The vacuolar H(+)-ATPase (V-ATPase) is a highly conserved proton pump responsible for the acidification of intracellular organelles in virtually all eukaryotic cells. V-ATPases are regulated by the rapid and reversible disassembly of the peripheral V(1) domain from the integral membrane V(o) domain, accompanied by release of the V(1) C subunit from both domains. Efficient reassembly of V-ATPases requires the Regulator of the H(+)-ATPase of Vacuoles and Endosomes (RAVE) complex in yeast. Although a number of pairwise interactions between RAVE and V-ATPase subunits have been mapped, the low endogenous levels of the RAVE complex and lethality of constitutive RAV1 overexpression have hindered biochemical characterization of the intact RAVE complex. We describe a novel inducible overexpression system that allows purification of native RAVE and RAVE–V(1) complexes. Both purified RAVE and RAVE–V(1) contain substoichiometric levels of subunit C. RAVE–V(1) binds tightly to expressed subunit C in vitro, but binding of subunit C to RAVE alone is weak.
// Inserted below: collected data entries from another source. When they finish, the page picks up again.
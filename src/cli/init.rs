use crate::cli::CliContext;
use crate::constants;
use crate::core::config;
use crate::models::config::ConfigFile;
use crate::util::{fs as store_fs, git::GitCli};
use anyhow::{bail, Context, Result};
use clap::Args;
use std::fs;
use std::path::{Path, PathBuf};

#[derive(Args, Debug)]
pub struct InitArgs {
    /// Store root (default: ~/.password-store)
    #[arg(long, value_name = "PATH")]
    pub store_root: Option<PathBuf>,

    /// Armored public key used to encrypt entries
    #[arg(long, value_name = "PATH")]
    pub public_key: Option<PathBuf>,

    /// Armored private key used to decrypt entries
    #[arg(long, value_name = "PATH")]
    pub private_key: Option<PathBuf>,

    /// Git remote of the store
    #[arg(long, value_name = "URL")]
    pub remote: Option<String>,

    /// Clone the remote into an empty store root
    #[arg(long)]
    pub clone: bool,

    /// Never contact the remote during sync
    #[arg(long)]
    pub offline: bool,
}

pub fn run(ctx: &CliContext, args: InitArgs) -> Result<()> {
    let paths = &ctx.paths;
    if !paths.dir.exists() {
        store_fs::ensure_dir(&paths.dir, constants::CONFIG_DIR_MODE)?;
    }
    let _lock = ctx.lock()?;

    // Re-running init updates the existing file instead of replacing it.
    let mut file = if paths.config_file.exists() {
        config::load(&paths.config_file)?
    } else {
        ConfigFile::default()
    };
    apply(&mut file, &args);

    if args.clone {
        let remote = file
            .sync
            .remote
            .clone()
            .context("--clone needs a remote: pass --remote or set [sync] remote")?;
        if !is_empty_dir(&file.store.root)? {
            bail!(
                "cannot clone into {}: directory is not empty",
                file.store.root.display()
            );
        }
        GitCli::new(&file.store.root)
            .clone_from(&remote)
            .with_context(|| format!("clone {}", remote))?;
        println!("Cloned {} into {}", remote, file.store.root.display());
    }
    store_fs::ensure_dir(&file.store.root, constants::STORE_DIR_MODE)?;

    config::save(&paths.config_file, &file)?;
    println!("Config written to {}", paths.config_file.display());
    println!("Store root: {}", file.store.root.display());

    for (label, key) in [("public", &file.keys.public_key), ("private", &file.keys.private_key)] {
        if key.as_os_str().is_empty() {
            println!("note: no {} key configured (set [keys] {}_key)", label, label);
        } else if !key.is_file() {
            println!("warning: {} key {} does not exist", label, key.display());
        }
    }
    Ok(())
}

fn apply(file: &mut ConfigFile, args: &InitArgs) {
    if let Some(root) = &args.store_root {
        file.store.root = root.clone();
    }
    if let Some(key) = &args.public_key {
        file.keys.public_key = key.clone();
    }
    if let Some(key) = &args.private_key {
        file.keys.private_key = key.clone();
    }
    if let Some(remote) = &args.remote {
        file.sync.remote = Some(remote.clone());
    }
    if args.offline {
        file.sync.offline = true;
    }
}

fn is_empty_dir(path: &Path) -> Result<bool> {
    if !path.exists() {
        return Ok(true);
    }
    let mut entries =
        fs::read_dir(path).with_context(|| format!("read directory {}", path.display()))?;
    Ok(entries.next().is_none())
}

#[cfg(test)]
mod tests {
    use super::*;
    use tempfile::TempDir;

    fn args() -> InitArgs {
        InitArgs {
            store_root: None,
            public_key: None,
            private_key: None,
            remote: None,
            clone: false,
            offline: false,
        }
    }

    #[test]
    fn test_apply_only_overrides_given_fields() {
        let mut file = ConfigFile::default();
        file.keys.private_key = PathBuf::from("/k/priv.asc");
        let mut a = args();
        a.store_root = Some(PathBuf::from("/data/store"));
        a.offline = true;
        apply(&mut file, &a);
        assert_eq!(file.store.root, PathBuf::from("/data/store"));
        assert_eq!(file.keys.private_key, PathBuf::from("/k/priv.asc"));
        assert!(file.sync.offline);
    }

    #[test]
    fn test_is_empty_dir() {
        let dir = TempDir::new().unwrap();
        assert!(is_empty_dir(&dir.path().join("missing")).unwrap());
        assert!(is_empty_dir(dir.path()).unwrap());
        fs::write(dir.path().join("x"), b"x").unwrap();
        assert!(!is_empty_dir(dir.path()).unwrap());
    }
}
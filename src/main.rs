use anyhow::Result;
use clap::Parser;

fn main() -> Result<()> {
    let cli = passbook::cli::Cli::parse();
    cli.run()
}
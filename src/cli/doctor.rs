//! Diagnostics for configuration, keys and external tools.

use crate::cli::CliContext;
use crate::constants;
use crate::core::config;
use crate::util::{command, fs as store_fs, git::GitCli};
use anyhow::Result;
use clap::Args;
use std::path::Path;

#[derive(Args, Debug)]
pub struct DoctorArgs {
    /// Skip the git checks even when the config is online
    #[arg(long)]
    pub offline: bool,
}

#[derive(Default)]
struct Tally {
    ok: u32,
    warn: u32,
    fail: u32,
}

impl Tally {
    fn pass(&mut self, msg: impl AsRef<str>) {
        println!("  [PASS] {}", msg.as_ref());
        self.ok += 1;
    }

    fn warn(&mut self, msg: impl AsRef<str>) {
        println!("  [WARN] {}", msg.as_ref());
        self.warn += 1;
    }

    fn fail(&mut self, msg: impl AsRef<str>) {
        println!("  [FAIL] {}", msg.as_ref());
        self.fail += 1;
    }
}

pub fn run(ctx: &CliContext, args: DoctorArgs) -> Result<()> {
    let paths = &ctx.paths;
    let mut t = Tally::default();

    println!("Doctor: {}", paths);

    let file = match config::load(&paths.config_file) {
        Ok(file) => {
            t.pass(format!("config readable: {}", paths.config_file.display()));
            check_mode(&mut t, "config", &paths.config_file, constants::CONFIG_FILE_MODE);
            Some(file)
        }
        Err(e) => {
            t.fail(format!("{:#}", e));
            None
        }
    };

    if let Some(file) = &file {
        let root = &file.store.root;
        if root.is_dir() {
            t.pass(format!("store root exists: {}", root.display()));
            check_mode(&mut t, "store root", root, constants::STORE_DIR_MODE);
        } else {
            t.fail(format!("store root missing: {} (run: passbook init)", root.display()));
        }

        check_key(&mut t, "public", &file.keys.public_key);
        check_key(&mut t, "private", &file.keys.private_key);
        if file.keys.passphrase.is_some() {
            t.warn("passphrase stored in config; PASSBOOK_PASSPHRASE or the prompt keeps it off disk");
        }

        let offline = args.offline || file.sync.offline;
        if offline {
            println!("  [INFO] offline: git checks skipped");
        } else if !command::available("git") {
            t.fail("git not found on PATH");
        } else {
            t.pass("git available");
            if GitCli::new(root).is_work_tree() {
                t.pass("store root is a git work tree");
            } else {
                t.warn("store root is not a git work tree; sync will fail (use init --clone or set offline)");
            }
        }
    }

    if command::available("gpg") {
        t.pass("gpg available");
    } else {
        t.fail("gpg not found on PATH");
    }

    println!();
    println!("Doctor summary: {} pass, {} warn, {} fail", t.ok, t.warn, t.fail);
    if t.fail > 0 {
        std::process::exit(1);
    }
    Ok(())
}

fn check_key(t: &mut Tally, label: &str, path: &Path) {
    if path.as_os_str().is_empty() {
        t.fail(format!("no {} key configured ([keys] {}_key)", label, label));
    } else if path.is_file() {
        t.pass(format!("{} key exists: {}", label, path.display()));
    } else {
        t.fail(format!("{} key missing: {}", label, path.display()));
    }
}

fn check_mode(t: &mut Tally, label: &str, path: &Path, expected: u32) {
    if let Some(mode) = store_fs::mode_of(path) {
        if mode == expected {
            t.pass(format!("{} mode ok: {:04o}", label, mode));
        } else {
            t.warn(format!(
                "{} mode: {:04o} (expected {:04o})",
                label, mode, expected
            ));
        }
    }
}
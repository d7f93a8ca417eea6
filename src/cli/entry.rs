use crate::cli::generate::GeneratorArgs;
use crate::cli::CliContext;
use crate::constants;
use crate::core::{passgen, store};
use crate::models::entry::CredentialEntry;
use anyhow::{bail, Context, Result};
use clap::Args;
use comfy_table::{presets::UTF8_FULL, Attribute, Cell, Table};
use dialoguer::{Confirm, Password};
use std::io::{Read, Write};
use zeroize::{Zeroize, Zeroizing};

pub(crate) fn parse_entry_name(s: &str) -> Result<String, String> {
    store::validate_name(s).map_err(|e| e.to_string())?;
    Ok(s.to_string())
}

fn parse_field(s: &str) -> Result<(String, String), String> {
    let (key, value) = s
        .split_once('=')
        .ok_or_else(|| format!("expected key=value, got '{}'", s))?;
    let key = key.trim();
    if key.is_empty() {
        return Err("field key cannot be empty".into());
    }
    Ok((key.to_string(), value.to_string()))
}

#[derive(Args, Debug)]
pub struct PasswordArgs {
    /// Generate a random password instead of prompting
    #[arg(long)]
    pub generate: bool,

    #[command(flatten)]
    pub generator: GeneratorArgs,

    /// Read the password from stdin instead of prompting
    #[arg(long)]
    pub from_stdin: bool,
}

#[derive(Args, Debug)]
pub struct ShowArgs {
    /// Entry name, e.g. web/example.com
    #[arg(value_parser = parse_entry_name)]
    pub name: String,

    /// Show the password instead of a mask
    #[arg(long)]
    pub reveal: bool,

    /// Print only this field, unmasked (password, username, url, notes, otp, or a custom key)
    #[arg(long, value_name = "FIELD", conflicts_with_all = ["raw", "format"])]
    pub field: Option<String>,

    /// Print the decrypted body as stored
    #[arg(long, conflicts_with = "format")]
    pub raw: bool,

    /// Output format: table|json
    #[arg(long, default_value = "table")]
    pub format: String,
}

#[derive(Args, Debug)]
pub struct AddArgs {
    /// Entry name; folders are created as needed
    #[arg(value_parser = parse_entry_name)]
    pub name: String,

    #[command(flatten)]
    pub password: PasswordArgs,

    #[arg(long)]
    pub username: Option<String>,

    #[arg(long)]
    pub url: Option<String>,

    /// Base32 TOTP secret
    #[arg(long, value_name = "SECRET")]
    pub otp_secret: Option<String>,

    #[arg(long)]
    pub notes: Option<String>,

    /// Extra key=value field (repeatable)
    #[arg(long = "field", value_name = "KEY=VALUE", value_parser = parse_field)]
    pub fields: Vec<(String, String)>,
}

#[derive(Args, Debug)]
pub struct EditArgs {
    #[arg(value_parser = parse_entry_name)]
    pub name: String,

    /// Move the entry to a new name
    #[arg(long, value_name = "NEW_NAME", value_parser = parse_entry_name)]
    pub rename: Option<String>,

    /// Prompt for a new password
    #[arg(long = "password")]
    pub change_password: bool,

    #[command(flatten)]
    pub password: PasswordArgs,

    #[arg(long)]
    pub username: Option<String>,

    #[arg(long)]
    pub url: Option<String>,

    #[arg(long, value_name = "SECRET", conflicts_with = "clear_otp")]
    pub otp_secret: Option<String>,

    /// Remove the OTP secret
    #[arg(long)]
    pub clear_otp: bool,

    /// Replace the notes
    #[arg(long)]
    pub notes: Option<String>,

    /// Extra key=value field (repeatable)
    #[arg(long = "field", value_name = "KEY=VALUE", value_parser = parse_field)]
    pub fields: Vec<(String, String)>,
}

#[derive(Args, Debug)]
pub struct RmArgs {
    #[arg(value_parser = parse_entry_name)]
    pub name: String,

    /// Do not ask for confirmation
    #[arg(long, short)]
    pub yes: bool,
}

pub fn run_show(ctx: &CliContext, args: ShowArgs) -> Result<()> {
    if args.format != "table" && args.format != "json" {
        bail!("invalid format: {} (use table|json)", args.format);
    }
    let store = ctx.open_store(true)?;
    let leaf = store.leaf(&args.name)?;
    let entry = store
        .read(&leaf)
        .with_context(|| format!("read entry '{}'", args.name))?;

    if args.raw {
        let mut stdout = std::io::stdout();
        stdout.write_all(entry.raw.as_bytes()).context("write to stdout")?;
        stdout.flush().context("flush stdout")?;
        return Ok(());
    }

    if let Some(field) = &args.field {
        let value = entry
            .field(field)
            .ok_or_else(|| anyhow::anyhow!("field '{}' is not set on '{}'", field, args.name))?;
        println!("{}", value);
        return Ok(());
    }

    if args.format == "json" {
        let mut view = entry.clone();
        if !args.reveal {
            view.password = constants::PASSWORD_MASK.to_string();
        }
        let json = serde_json::to_string_pretty(&view).context("serialize entry")?;
        println!("{}", json);
        return Ok(());
    }

    println!("{}", entry_table(&entry, args.reveal));
    Ok(())
}

pub(crate) fn entry_table(entry: &CredentialEntry, reveal: bool) -> Table {
    let mut table = Table::new();
    table.load_preset(UTF8_FULL);
    table.set_header(vec![
        Cell::new("Field").add_attribute(Attribute::Bold),
        Cell::new("Value").add_attribute(Attribute::Bold),
    ]);
    table.add_row(vec!["name", entry.name.as_str()]);
    let password = if reveal {
        entry.password.as_str()
    } else {
        constants::PASSWORD_MASK
    };
    table.add_row(vec!["password", password]);
    if let Some(username) = &entry.username {
        table.add_row(vec!["username", username.as_str()]);
    }
    if let Some(url) = &entry.url {
        table.add_row(vec!["url", url.as_str()]);
    }
    if let Some(otp) = &entry.otp {
        table.add_row(vec![
            "otp".to_string(),
            format!("{} ({}s left)", otp.code, otp.remaining_secs),
        ]);
    } else if entry.otp_secret.is_some() {
        table.add_row(vec!["otp", "unusable secret"]);
    }
    if let Some(notes) = &entry.notes {
        table.add_row(vec!["notes", notes.as_str()]);
    }
    for (key, value) in &entry.extra {
        table.add_row(vec![key.as_str(), value.as_str()]);
    }
    table
}

pub fn run_add(ctx: &CliContext, args: AddArgs) -> Result<()> {
    if ctx.non_interactive && !args.password.generate && !args.password.from_stdin {
        bail!("--non-interactive requires --generate or --from-stdin for add");
    }
    let password = read_password(&args.password, &args.name)?;

    let mut entry = CredentialEntry::new(args.name.as_str(), password.as_str());
    entry.username = args.username.filter(|v| !v.is_empty());
    entry.url = args.url.filter(|v| !v.is_empty());
    entry.otp_secret = args.otp_secret.filter(|v| !v.is_empty());
    entry.notes = args.notes.filter(|v| !v.is_empty());
    for (key, value) in &args.fields {
        entry.set_extra(key, value);
    }

    let store = ctx.open_store(false)?;
    let _lock = ctx.lock()?;
    let leaf = store
        .create("", &entry)
        .with_context(|| format!("create entry '{}'", args.name))?;
    println!("Created {}", leaf.name);
    if args.password.generate {
        println!("Generated password stored. Run: passbook show {} --reveal", leaf.name);
    }
    Ok(())
}

pub fn run_edit(ctx: &CliContext, args: EditArgs) -> Result<()> {
    let replaces_password =
        args.change_password || args.password.generate || args.password.from_stdin;
    if ctx.non_interactive && args.change_password {
        bail!("--non-interactive cannot prompt; use --generate or --from-stdin");
    }

    let store = ctx.open_store(true)?;
    let _lock = ctx.lock()?;
    let leaf = store.leaf(&args.name)?;
    let mut entry = store
        .read(&leaf)
        .with_context(|| format!("read entry '{}'", args.name))?;

    if replaces_password {
        entry.password = read_password(&args.password, &args.name)?.to_string();
    }
    if let Some(username) = args.username {
        entry.username = Some(username).filter(|v| !v.is_empty());
    }
    if let Some(url) = args.url {
        entry.url = Some(url).filter(|v| !v.is_empty());
    }
    if args.clear_otp {
        entry.otp_secret = None;
    } else if let Some(secret) = args.otp_secret {
        entry.otp_secret = Some(secret).filter(|v| !v.is_empty());
    }
    if let Some(notes) = args.notes {
        entry.notes = Some(notes).filter(|v| !v.is_empty());
    }
    for (key, value) in &args.fields {
        entry.set_extra(key, value);
    }
    if let Some(new_name) = &args.rename {
        entry.name = new_name.clone();
    }

    let updated = store
        .update(&leaf, &entry)
        .with_context(|| format!("update entry '{}'", args.name))?;
    if updated.name != leaf.name {
        println!("Renamed {} -> {}", leaf.name, updated.name);
    } else {
        println!("Updated {}", updated.name);
    }
    Ok(())
}

pub fn run_rm(ctx: &CliContext, args: RmArgs) -> Result<()> {
    if ctx.non_interactive && !args.yes {
        bail!("--non-interactive requires --yes for rm");
    }
    let store = ctx.open_store(false)?;
    let leaf = store.leaf(&args.name)?;
    if !leaf.path.is_file() {
        bail!("entry not found: {}", args.name);
    }
    if !args.yes {
        let confirmed = Confirm::new()
            .with_prompt(format!("Delete {}?", args.name))
            .default(false)
            .interact()
            .context("read confirmation")?;
        if !confirmed {
            println!("Aborted");
            return Ok(());
        }
    }

    let _lock = ctx.lock()?;
    store
        .delete(&leaf)
        .with_context(|| format!("delete entry '{}'", args.name))?;
    println!("Deleted {}", args.name);
    Ok(())
}

fn read_password(args: &PasswordArgs, name: &str) -> Result<Zeroizing<String>> {
    if args.generate && args.from_stdin {
        bail!("--generate and --from-stdin cannot be used together");
    }
    let password = if args.generate {
        passgen::generate(&args.generator.options())
    } else if args.from_stdin {
        let mut buf = String::new();
        std::io::stdin()
            .read_to_string(&mut buf)
            .context("read password from stdin")?;
        let password = Zeroizing::new(buf.trim_end_matches(['\r', '\n']).to_string());
        buf.zeroize();
        password
    } else {
        Zeroizing::new(
            Password::new()
                .with_prompt(format!("Password for {}", name))
                .with_confirmation("Repeat password", "Passwords do not match")
                .allow_empty_password(true)
                .interact()
                .context("read password from prompt")?,
        )
    };
    if password.contains(['\r', '\n']) {
        bail!("password must be a single line");
    }
    Ok(password)
}

#[cfg(test)]
mod tests {
    use super::*;

    #[test]
    fn test_parse_entry_name() {
        assert!(parse_entry_name("web/example.com").is_ok());
        assert!(parse_entry_name("bad name").is_err());
        assert!(parse_entry_name("../x").is_err());
    }

    #[test]
    fn test_parse_field() {
        assert_eq!(
            parse_field("pin=12=34").unwrap(),
            ("pin".to_string(), "12=34".to_string())
        );
        assert!(parse_field("novalue").is_err());
        assert!(parse_field("=x").is_err());
    }

    #[test]
    fn test_table_masks_password_by_default() {
        let mut entry = CredentialEntry::new("mail", "hunter2");
        entry.username = Some("alice".into());
        let masked = entry_table(&entry, false).to_string();
        assert!(!masked.contains("hunter2"));
        assert!(masked.contains(constants::PASSWORD_MASK));
        assert!(masked.contains("alice"));
        assert!(entry_table(&entry, true).to_string().contains("hunter2"));
    }
}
Neither RAVE nor RAVE–V(1) interacts with the N-terminal domain of V(o) subunit Vph1 in vitro. RAVE–V(1) complexes, like isolated V(1), have no MgATPase activity, suggesting that RAVE cannot reverse V(1) inhibition generated by rotation of subunit H and entrapment of MgADP that occur upon disassembly. However, purified RAVE can accelerate reassembly of V(1) carrying a mutant subunit H incapable of inhibition with V(o) complexes reconstituted into lipid nanodiscs, consistent with its catalytic activity in vivo. These results provide new insights into the possible order of events in V-ATPase reassembly and the roles of the RAVE complex in each event.